> **Work required**: The required answer is a copy of each line in the entries below that includes "backend".

[The input — start]

//! The Chat Completions backend.

use std::time::Duration;

use reqwest::header::{AUTHORIZATION, CONTENT_TYPE, HeaderMap, HeaderValue};
use tracing::{debug, instrument};
use waymark_core::ChatResponse;
use waymark_core::error::LlmError;
use waymark_core::provider::{ChatParams, Provider, ProviderMetadata};
use waymark_core::stream::ChatStream;

use crate::config::OpenAiConfig;
use crate::convert;
use crate::types::Completion;

/// A [`Provider`] talking to `POST {base_url}/chat/completions`.
///
/// ```rust,no_run
/// use waymark_core::{ChatMessage, ChatParams, Provider};
/// use waymark_openai::{OpenAiConfig, OpenAiProvider};
///
/// # async fn example() -> Result<(), waymark_core::LlmError> {
/// let provider = OpenAiProvider::new(OpenAiConfig {
///     api_key: std::env::var("OPENAI_API_KEY").unwrap_or_default(),
///     ..Default::default()
/// })?;
/// let reply = provider
///     .generate(&ChatParams {
///         messages: vec![ChatMessage::user("Where is Merlion Park?")],
///         ..Default::default()
///     })
///     .await?;
/// println!("{:?}", reply.text());
/// # Ok(())
/// # }
/// ```
#[derive(Debug)]
pub struct OpenAiProvider {
    config: OpenAiConfig,
    client: reqwest::Client,
}

impl OpenAiProvider {
    /// Builds the backend, reusing `config.client` when set.
    pub fn new(config: OpenAiConfig) -> Result<Self, LlmError> {
        let client = if let Some(client) = &config.client {
            client.clone()
        } else {
            config
                .timeout
                .into_iter()
                .fold(reqwest::Client::builder(), reqwest::ClientBuilder::timeout)
                .build()
                .map_err(|e| LlmError::Http {
                    status: None,
                    message: format!("failed to build HTTP client: {e}"),
                })?
        };
        Ok(Self { config, client })
    }

    fn headers(&self) -> Result<HeaderMap, LlmError> {
        let bearer = HeaderValue::from_str(&format!("Bearer {}", self.config.api_key))
            .map_err(|_| LlmError::Auth("API key contains invalid header characters".into()))?;
        Ok(HeaderMap::from_iter([
            (AUTHORIZATION, bearer),
            (CONTENT_TYPE, HeaderValue::from_static("application/json")),
        ]))
    }

    fn completions_url(&self) -> String {
        format!("{}/chat/completions", self.config.base_url.trim_end_matches('/'))
    }

    /// Posts a completion request. Non-success statuses become errors.
    async fn post_completion(
        &self,
        params: &ChatParams,
        stream: bool,
    ) -> Result<reqwest::Response, LlmError> {
        let body = convert::build_request(params, &self.config, stream);
        let req = self
            .client
            .post(self.completions_url())
            .headers(self.headers()?)
            .json(&body);

        let response = req.send().await.map_err(|e| {
            if e.is_timeout() {
                LlmError::Timeout {
                    elapsed_ms: millis(self.config.timeout.unwrap_or_default()),
                }
            } else {
                LlmError::Http {
                    status: e.status(),
                    message: e.to_string(),
                }
            }
        })?;

        let status = response.status();
        if status.is_success() {
            return Ok(response);
        }
        let body = response.text().await.unwrap_or_default();
        debug!(%status, %body, "completion request refused");
        Err(convert::http_error(status, &body))
    }
}

fn millis(duration: Duration) -> u64 {
    u64::try_from(duration.as_millis()).unwrap_or(u64::MAX)
}

impl Provider for OpenAiProvider {
    #[instrument(skip_all, fields(model = %self.config.model))]
    async fn generate(&self, params: &ChatParams) -> Result<ChatResponse, LlmError> {
        let body = self
            .post_completion(params, false)
            .await?
            .text()
            .await
            .map_err(|e| LlmError::ResponseFormat {
                message: format!("reading completion body: {e}"),
                raw: String::new(),
            })?;
        match serde_json::from_str::<Completion>(&body) {
            Ok(completion) => Ok(convert::from_completion(completion)),
            Err(e) => Err(LlmError::ResponseFormat {
                message: format!("decoding completion: {e}"),
                raw: body,
            }),
        }
    }

    #[instrument(skip_all, fields(model = %self.config.model))]
    async fn stream(&self, params: &ChatParams) -> Result<ChatStream, LlmError> {
        self.post_completion(params, true)
            .await
            .map(crate::stream::into_stream)
    }

    fn metadata(&self) -> ProviderMetadata {
        ProviderMetadata {
            name: "openai".into(),
            model: self.config.model.clone(),
        }
    }
}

[The input — finish]

> **Result of this task**:
//! The Chat Completions backend.
    /// Builds the backend, reusing `config.client` when set.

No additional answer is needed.